The main issue in the discussions on the list servs was about how to "police LinkedIn Groups that are using your logo and representing the organization without the org's permission." Many people responded that the association should talk to their General Counsel about this.

There are a number of steps to take before you need to include your General Counsel:

1. Prepare your response and plan of action. - Do you want to take over the group and manage it in house? Would you like the person who has started the group to serve as a volunteer moderator for the organization who can serve as an extension of your office in this capacity? Do you already have a branded social networking site that you are pushing to members, and not want to have a presence on LinkedIn at all?
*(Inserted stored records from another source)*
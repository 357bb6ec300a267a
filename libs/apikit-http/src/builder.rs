use crate::client::{ApiClient, BufferedService, ClientState, map_buffer_error};
use crate::config::{ConfigError, NetworkConfig, RetryConfig};
use crate::connectivity::{ConnectivityCheck, TcpProbe};
use crate::layers::{
    AuthLayer, HttpTokenRefresher, LoggingLayer, RetryLayer, TokenRefresher, TokenStore,
};
use crate::request::RequestContext;
use crate::transport::{TransportService, build_transport};
use http::Method;
use std::sync::Arc;
use std::time::Duration;
use tower::buffer::Buffer;
use tower::{ServiceBuilder, ServiceExt};
use url::Url;

/// Builder for constructing an [`ApiClient`] with a layered tower middleware stack.
pub struct ApiClientBuilder {
    config: NetworkConfig,
    connectivity: Option<Arc<dyn ConnectivityCheck>>,
    refresher: Option<Arc<dyn TokenRefresher>>,
    tokens: Option<Arc<TokenStore>>,
}

impl ApiClientBuilder {
    #[must_use]
    pub fn new(config: NetworkConfig) -> Self {
        Self {
            config,
            connectivity: None,
            refresher: None,
            tokens: None,
        }
    }

    /// Set the TCP/TLS connect timeout (per attempt)
    #[must_use]
    pub fn connect_timeout(mut self, timeout: Duration) -> Self {
        self.config.connect_timeout = timeout;
        self
    }

    /// Set the time allowed for the response head (per attempt)
    #[must_use]
    pub fn receive_timeout(mut self, timeout: Duration) -> Self {
        self.config.receive_timeout = timeout;
        self
    }

    #[must_use]
    pub fn retry(mut self, retry: RetryConfig) -> Self {
        self.config.retry = retry;
        self
    }

    #[must_use]
    pub fn user_agent(mut self, user_agent: impl Into<String>) -> Self {
        self.config.user_agent = user_agent.into();
        self
    }

    /// Add a header sent on every request
    #[must_use]
    pub fn default_header(mut self, name: impl Into<String>, value: impl Into<String>) -> Self {
        self.config
            .default_headers
            .insert(name.into(), value.into());
        self
    }

    /// Toggle request/response logging (only effective in debug builds)
    #[must_use]
    pub fn enable_logging(mut self, enabled: bool) -> Self {
        self.config.enable_logging = enabled;
        self
    }

    #[must_use]
    pub fn max_body_size(mut self, size: usize) -> Self {
        self.config.max_body_size = size;
        self
    }

    /// Enable refresh-on-401 against `path`, relative to the base URL
    #[must_use]
    pub fn token_refresh_path(mut self, path: impl Into<String>) -> Self {
        self.config.token_refresh_path = Some(path.into());
        self
    }

    /// Replace the default [`TcpProbe`] reachability check
    #[must_use]
    pub fn connectivity(mut self, check: Arc<dyn ConnectivityCheck>) -> Self {
        self.connectivity = Some(check);
        self
    }

    /// Use a custom refresher instead of POSTing to `token_refresh_path`
    #[must_use]
    pub fn token_refresher(mut self, refresher: Arc<dyn TokenRefresher>) -> Self {
        self.refresher = Some(refresher);
        self
    }

    /// Share a token store with other clients
    #[must_use]
    pub fn token_store(mut self, tokens: Arc<TokenStore>) -> Self {
        self.tokens = Some(tokens);
        self
    }

    /// Build the client
    ///
    /// Must be called from within a Tokio runtime (the request buffer spawns
    /// its worker task).
    ///
    /// # Errors
    /// Returns an error if the config is invalid or TLS initialization fails
    pub fn build(self) -> Result<ApiClient, ConfigError> {
        let tokens = self.tokens.unwrap_or_default();
        let connectivity = self
            .connectivity
            .unwrap_or_else(|| {
                Arc::new(TcpProbe::new(self.config.connect_timeout)) as Arc<dyn ConnectivityCheck>
            });

        let state = build_state(self.config, &tokens, self.refresher.clone())?;
        tracing::debug!(base_url = %state.base_url, "api client initialized");

        Ok(ApiClient::from_parts(
            state,
            tokens,
            self.refresher,
            connectivity,
        ))
    }
}

/// Validate `config` and assemble the layer stack for it
///
/// Request flow (outer → inner):
///   Buffer → Logging (debug builds) → Auth → Retry →
///   Timeout → User-Agent → Decompression → FollowRedirect → hyper client
///
/// Auth sits outside retry: a 401 is never retried, only replayed once after
/// a refresh. The refresh call itself goes through its own buffer over the
/// retry stage, so it cannot recurse into auth.
pub(crate) fn build_state(
    config: NetworkConfig,
    tokens: &Arc<TokenStore>,
    refresher: Option<Arc<dyn TokenRefresher>>,
) -> Result<ClientState, ConfigError> {
    config.validate()?;
    let base_url = Url::parse(&config.base_url).map_err(|e| ConfigError::InvalidBaseUrl {
        url: config.base_url.clone(),
        reason: e.to_string(),
    })?;
    let default_headers = config.header_map()?;
    let buffer_capacity = config.buffer_capacity.max(1);

    let transport = build_transport(&config)?;
    let retried: TransportService = ServiceBuilder::new()
        .layer(RetryLayer::new(config.retry.clone()))
        .service(transport)
        .boxed_clone();

    let refresher = match (refresher, config.token_refresh_path.as_deref()) {
        (Some(custom), _) => Some(custom),
        (None, Some(path)) => {
            let url = refresh_uri(&base_url, path)?;
            let buffered: BufferedService = Buffer::new(retried.clone(), buffer_capacity);
            let service = buffered.map_err(map_buffer_error);
            Some(Arc::new(HttpTokenRefresher::new(service, url)) as Arc<dyn TokenRefresher>)
        }
        (None, None) => None,
    };

    let mut service: TransportService = ServiceBuilder::new()
        .layer(AuthLayer::new(tokens.clone(), refresher))
        .service(retried)
        .boxed_clone();

    if config.enable_logging && cfg!(debug_assertions) {
        service = ServiceBuilder::new()
            .layer(LoggingLayer::new(&config.redacted_headers))
            .service(service)
            .boxed_clone();
    }

    let service: BufferedService = Buffer::new(service, buffer_capacity);

    Ok(ClientState {
        config: Arc::new(config),
        base_url,
        default_headers: Arc::new(default_headers),
        service,
    })
}

fn refresh_uri(base_url: &Url, path: &str) -> Result<http::Uri, ConfigError> {
    let invalid = |reason: String| ConfigError::InvalidBaseUrl {
        url: path.to_owned(),
        reason,
    };
    let url = RequestContext::new(Method::POST, path)
        .resolve_url(base_url)
        .map_err(|e| invalid(e.to_string()))?;
    url.as_str()
        .parse::<http::Uri>()
        .map_err(|e| invalid(e.to_string()))
}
It really depends upon your association's workload and philosophy on how you handle social media efforts on how you want to handle this. If you are restricting membership in the group to only members, you may want to have a staff person managing the group so they can check the credentials before someone can join. If you are having it as an open group, having the member who took the initiative handle the group as a volunteer might be a great way to engage them in the organization. It's really up to your association's philosophy.

2. Reach out to the member who started the group. - There's a good chance that if you reach out to the person who started the group and engage them in conversation about how you'd like to handle the situation, they will follow your advice. It's my guess that in most instances someone has started a group in LinkedIn because a) there wasn't a presence for the organization on the site in the first place, b) they didn't know you already had a group set up, c) they just wanted to help get the name of the organization out and network with fellow members.

By reaching out to the member and explaining your reasoning for wanting to take the action you want to take, you are creating another opportunity to engage a member and explain how the association will benefit by taking your course of action. By going in guns a blazin' talking about the legal ramifications and that you have spoken with your General Counsel, you may lose that opportunity to educate your member, and may end up losing them completely.

3. If engaging the member doesn't work, contact LinkedIn. - LinkedIn has policies (see the bottom Note) about how to handle situations where someone is misrepresenting a group within LinkedIn. It is easy to handle, without having to bring in the organization's General Counsel.

One great idea that I read actually in the discussion on this topic in the YAP discussion came from Andy Steggles, who said about handling groups who don't want to fold in with the main group's presence:

"I would create a slightly different version of your logo with something like "Proud Supporter of" in front of it. That's what we've done at RIMS and then we ask all our "partners" to use it with a link to our site. This way it indicates they are not "RIMS" but are a supporter of RIMS which more accurately reflects what they are trying to do."

You can read the whole discussion here, which was actually about groups using your logo on Facebook. You may need to join the YAP Group to be able to access it, but we hope you'll join us anyway!

These are three easy steps to take to help when there is a situation that happens like someone using your logo or starting a group on LinkedIn before you can do it yourself.

I would echo many people who in the past have said that LinkedIn is an invaluable tool for not only the association, but for your members. They can connect with people for employment, for business purposes, and for networking.

Just think about it... They made those connections because YOUR ASSOCIATION made it possible by creating a group. What better PR can you get than that?